Michaëlle Jean: Nurturer-in-chief

Her tenure as governor general had real drama—the seal heart, prorogation—but that’s not what we’ll remember

Nurturer-in-chief
Blair Gable/Reuters

One month before she left Rideau Hall, Michaëlle Jean visited Montreal north, the scene two years earlier of a police shooting and a subsequent night of rioting, to listen to the hopes and fears of the neighbourhood’s young people. She wanted to know what was happening and what might be done. She wanted to hear their ideas and solutions. She sat and listened as they variously explained, ranted and pleaded. And she called on them to move forward with the belief that together they could effect change.

Her five years were otherwise defined by so much else—from a constitutional crisis on Parliament Hill, a war in Afghanistan and her tears for Haiti to her fashion sense and hairstyle. Her selection to the vice-regal position was as scorned as it was heralded—her loyalty, and her husband’s, to the country were questioned even while she was celebrated as the personification of all that this country promised. In granting Stephen Harper a prorogation of Parliament when the government seemed set to topple, she presided over one of the most substantive decisions a governor general has ever made in this country. She comforted the families of fallen soldiers and donned a military uniform as commander-in-chief to salute  the troops. She sampled seal heart to demonstrate solidarity with the North.

Through it all she was always the subject of speculation and suspicion, variously deemed too outspoken and not substantive enough to hold such high office. Innuendo and rumour seemed a constant. Indeed, in an oddly fitting end to her term, her husband, Jean-Daniel Lafond, was compelled this summer to refute anonymous allegations he had quibbled with the official sleeping arrangements for the Queen’s visit to Ottawa.

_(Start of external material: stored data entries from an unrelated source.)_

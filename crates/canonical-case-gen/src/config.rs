// crates/canonical-case-gen/src/config.rs
// ============================================================================
// Module: Generator Configuration
// Description: Input/output locations and generated-module naming.
// Purpose: Keep fixed paths and names out of the generation core.
// Dependencies: serde, toml
// ============================================================================

//! ## Overview
//! [`GeneratorConfig`] carries the catalog path, the output directory, and the
//! names the generated module refers to. Every field has a default, so running
//! without a config file reproduces the conventional `canonical.yaml` →
//! `canonical_cases/mod.rs` layout. A TOML file may override any subset of the
//! fields; unknown keys are rejected.

use std::fs;
use std::path::Component;
use std::path::Path;
use std::path::PathBuf;

use serde::Deserialize;

use crate::CodegenError;

// ============================================================================
// CONSTANTS: Defaults and limits
// ============================================================================

/// Default catalog path relative to the working directory.
pub const DEFAULT_CATALOG_PATH: &str = "canonical.yaml";

/// Default output directory relative to the working directory.
pub const DEFAULT_OUTPUT_DIR: &str = "canonical_cases";

/// Default generated module file name inside the output directory.
pub const DEFAULT_MODULE_FILE: &str = "mod.rs";

/// Default catalog key prefix stripped from display names.
pub const DEFAULT_NAME_PREFIX: &str = "test";

/// Maximum config file size accepted by the loader.
pub const MAX_CONFIG_BYTES: usize = 1024 * 1024;

// ============================================================================
// SECTION: Config Model
// ============================================================================

/// Generator configuration.
///
/// # Invariants
/// - After [`GeneratorConfig::validate`] succeeds, `module_file` is a plain file name and the
///   three Rust names are valid identifiers.
/// - `output_dir` has no `..` component.
/// - After [`GeneratorConfig::verify_output_location`] succeeds, the resolved `output_dir` is
///   neither the catalog's directory nor one of its ancestors.
///
/// # Examples
/// ```
/// use canonical_case_gen::GeneratorConfig;
///
/// let config = GeneratorConfig::default();
/// assert_eq!(config.module_path(), std::path::Path::new("canonical_cases/mod.rs"));
/// assert!(config.validate().is_ok());
/// ```
#[derive(Debug, Clone, PartialEq, Eq, Deserialize)]
#[serde(default, deny_unknown_fields)]
pub struct GeneratorConfig {
    /// Path to the YAML test catalog.
    pub catalog_path: PathBuf,
    /// Directory owned by the generator; removed and recreated on every run.
    pub output_dir: PathBuf,
    /// File name of the generated module inside `output_dir`.
    pub module_file: String,
    /// Literal prefix removed from catalog keys to form display names.
    pub name_prefix: String,
    /// Runner function imported from the parent module.
    pub runner_fn: String,
    /// Test case type imported from the parent module.
    pub case_type: String,
    /// Name of the generated function every registration targets.
    pub entry_fn: String,
    /// Sort mapping keys when serializing test definitions.
    pub sort_keys: bool,
}

impl Default for GeneratorConfig {
    fn default() -> Self {
        Self {
            catalog_path: PathBuf::from(DEFAULT_CATALOG_PATH),
            output_dir: PathBuf::from(DEFAULT_OUTPUT_DIR),
            module_file: DEFAULT_MODULE_FILE.to_string(),
            name_prefix: DEFAULT_NAME_PREFIX.to_string(),
            runner_fn: "runner".to_string(),
            case_type: "TestCase".to_string(),
            entry_fn: "canonical".to_string(),
            sort_keys: true,
        }
    }
}

impl GeneratorConfig {
    /// Loads a config file, falling back to defaults for omitted fields.
    ///
    /// # Errors
    ///
    /// Returns [`CodegenError::Config`] when the file cannot be read, exceeds
    /// [`MAX_CONFIG_BYTES`], is not UTF-8 TOML, or fails validation.
    pub fn load(path: &Path) -> Result<Self, CodegenError> {
        let bytes = fs::read(path).map_err(|err| {
            CodegenError::Config(format!("unable to read {}: {err}", path.display()))
        })?;
        if bytes.len() > MAX_CONFIG_BYTES {
            return Err(CodegenError::Config("config file exceeds size limit".to_string()));
        }
        let content = std::str::from_utf8(&bytes)
            .map_err(|_| CodegenError::Config("config file must be utf-8".to_string()))?;
        let config: Self =
            toml::from_str(content).map_err(|err| CodegenError::Config(err.to_string()))?;
        config.validate()?;
        Ok(config)
    }

    /// Validates the configuration for internal consistency.
    ///
    /// # Errors
    ///
    /// Returns [`CodegenError::Config`] when a path or name is unusable.
    pub fn validate(&self) -> Result<(), CodegenError> {
        if self.catalog_path.as_os_str().is_empty() {
            return Err(CodegenError::Config("catalog_path must be set".to_string()));
        }
        validate_output_dir(&self.output_dir)?;
        if self.catalog_path.starts_with(&self.output_dir) {
            return Err(CodegenError::Config(format!(
                "output_dir {} contains the catalog {}",
                self.output_dir.display(),
                self.catalog_path.display()
            )));
        }
        validate_module_file(&self.module_file)?;
        for (field, value) in [
            ("runner_fn", &self.runner_fn),
            ("case_type", &self.case_type),
            ("entry_fn", &self.entry_fn),
        ] {
            if !is_rust_identifier(value) {
                return Err(CodegenError::Config(format!(
                    "{field} must be a rust identifier, got `{value}`"
                )));
            }
        }
        Ok(())
    }

    /// Checks on disk that regenerating `output_dir` cannot delete the catalog.
    ///
    /// The catalog is canonicalized (it must exist). The output directory is
    /// resolved through its nearest existing ancestor, so symlinks and
    /// absolute spellings of the working directory compare equal.
    ///
    /// # Errors
    ///
    /// Returns [`CodegenError::Config`] when either path cannot be resolved or
    /// the output directory is the catalog's directory or above it.
    pub fn verify_output_location(&self) -> Result<(), CodegenError> {
        let catalog = fs::canonicalize(&self.catalog_path).map_err(|err| {
            CodegenError::Config(format!(
                "unable to resolve catalog {}: {err}",
                self.catalog_path.display()
            ))
        })?;
        let output = resolve_output_dir(&self.output_dir)?;
        let catalog_dir = catalog.parent().unwrap_or(&catalog);
        if catalog.starts_with(&output) || catalog_dir.starts_with(&output) {
            return Err(CodegenError::Config(format!(
                "output_dir {} would remove the catalog {}",
                self.output_dir.display(),
                self.catalog_path.display()
            )));
        }
        Ok(())
    }

    /// Returns the full path of the generated module.
    #[must_use]
    pub fn module_path(&self) -> PathBuf {
        self.output_dir.join(&self.module_file)
    }
}

// ============================================================================
// SECTION: Helpers
// ============================================================================

/// Rejects output directories the generator must never delete.
fn validate_output_dir(dir: &Path) -> Result<(), CodegenError> {
    if dir.components().any(|component| component == Component::ParentDir) {
        return Err(CodegenError::Config(format!(
            "output_dir {} must not contain `..`",
            dir.display()
        )));
    }
    let mut components = dir.components();
    match (components.next(), components.next()) {
        (None, _) => Err(CodegenError::Config("output_dir must be set".to_string())),
        (Some(Component::CurDir | Component::RootDir), None) => Err(CodegenError::Config(
            format!("output_dir {} is not a dedicated directory", dir.display()),
        )),
        _ => Ok(()),
    }
}

/// Resolves `dir` to an absolute path through its nearest existing ancestor.
fn resolve_output_dir(dir: &Path) -> Result<PathBuf, CodegenError> {
    let absolute = std::path::absolute(dir).map_err(|err| {
        CodegenError::Config(format!("unable to resolve output_dir {}: {err}", dir.display()))
    })?;
    for ancestor in absolute.ancestors() {
        if let (Ok(resolved), Ok(rest)) =
            (fs::canonicalize(ancestor), absolute.strip_prefix(ancestor))
        {
            return Ok(resolved.join(rest));
        }
    }
    Err(CodegenError::Config(format!(
        "output_dir {} has no existing ancestor",
        dir.display()
    )))
}

/// Ensures the module file is a bare file name.
fn validate_module_file(name: &str) -> Result<(), CodegenError> {
    let mut components = Path::new(name).components();
    match (components.next(), components.next()) {
        (Some(Component::Normal(_)), None) => Ok(()),
        _ => Err(CodegenError::Config(format!("module_file must be a file name, got `{name}`"))),
    }
}

/// Returns true for ASCII Rust identifiers (keywords are not screened).
fn is_rust_identifier(value: &str) -> bool {
    let mut chars = value.chars();
    let Some(first) = chars.next() else {
        return false;
    };
    (first.is_ascii_alphabetic() || first == '_')
        && chars.all(|ch| ch.is_ascii_alphanumeric() || ch == '_')
        && value != "_"
}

But in a tenure with no shortage of drama and intrigue, so laden with symbolism and precedent, moments like the ones in that Montreal neighbourhood were maybe the most meaningful. Michaëlle Jean pledged that her term would be about “breaking down solitudes,” and in less-celebrated moments, she convened citizens, often young people, to talk and to listen. A few days before reading the newly re-elected government’s Throne Speech in November 2008, for instance, she visited a centre for street kids in downtown Ottawa, mere blocks from Parliament Hill, and asked them to tell her their stories. She prodded them to find answers and work together. Someone said she had made them feel important. “You’ve given me a lot today too,” Jean countered. “You’ve given me validation. You’ve energized me. You’ve encouraged me to continue.”

Perhaps there were times she seemed too earnest. Surely she could sound like a New Age guru, preaching empowerment and the power of the human spirit, talking about the need to find “synergies.” Her excellency’s Twitter feed came to resemble inspirational found poetry, interspersed with phrases like “We must honour the values of solidarity and compassion that we cherish.” Maybe it was all a bit touchy-feely. But maybe we needed that. Amid the pitched partisan warfare of these last five years, she preached compassion and community. And while many agonize over the state of our national discourse, she practised democracy at its most basic and intimate. “I strongly encourage all of you to create more opportunities to talk to Canadians, whose generosity, creativity and ingenuity will never cease to amaze me,” she told MPs and senators during a farewell reception on Parliament Hill. “The people of this country want to be part of the solutions, and God knows how often they have told me this.”

Six days before she was in Montreal, she was in Winnipeg. Three years earlier she held a forum in the North Point Douglas neighbourhood and she had returned to celebrate how citizens, government and police had worked together to turn a troubled area into a national story about a community that took on gangs, crime and drugs. So when she came to Montreal north, she told them about North Point Douglas. “They have turned the tide and are so proud of what they have accomplished with the priceless help and impetus of youth,” she said. And if it could happen there, maybe it could happen here.

That night in Montreal more than two dozen people stood to explain how things were and how they should be. The borough mayor stood up and promised to continue the dialogue. “I think you nourished my conviction that it’s all worthwhile,” Jean said in closing. The crowd gathered in the lobby for snacks. After a while she appeared and, as always, the crowd pressed in around her. As always, she lingered, talking with as many as time would allow. If her excellency felt validated in such moments, the feeling seemed very much to be mutual.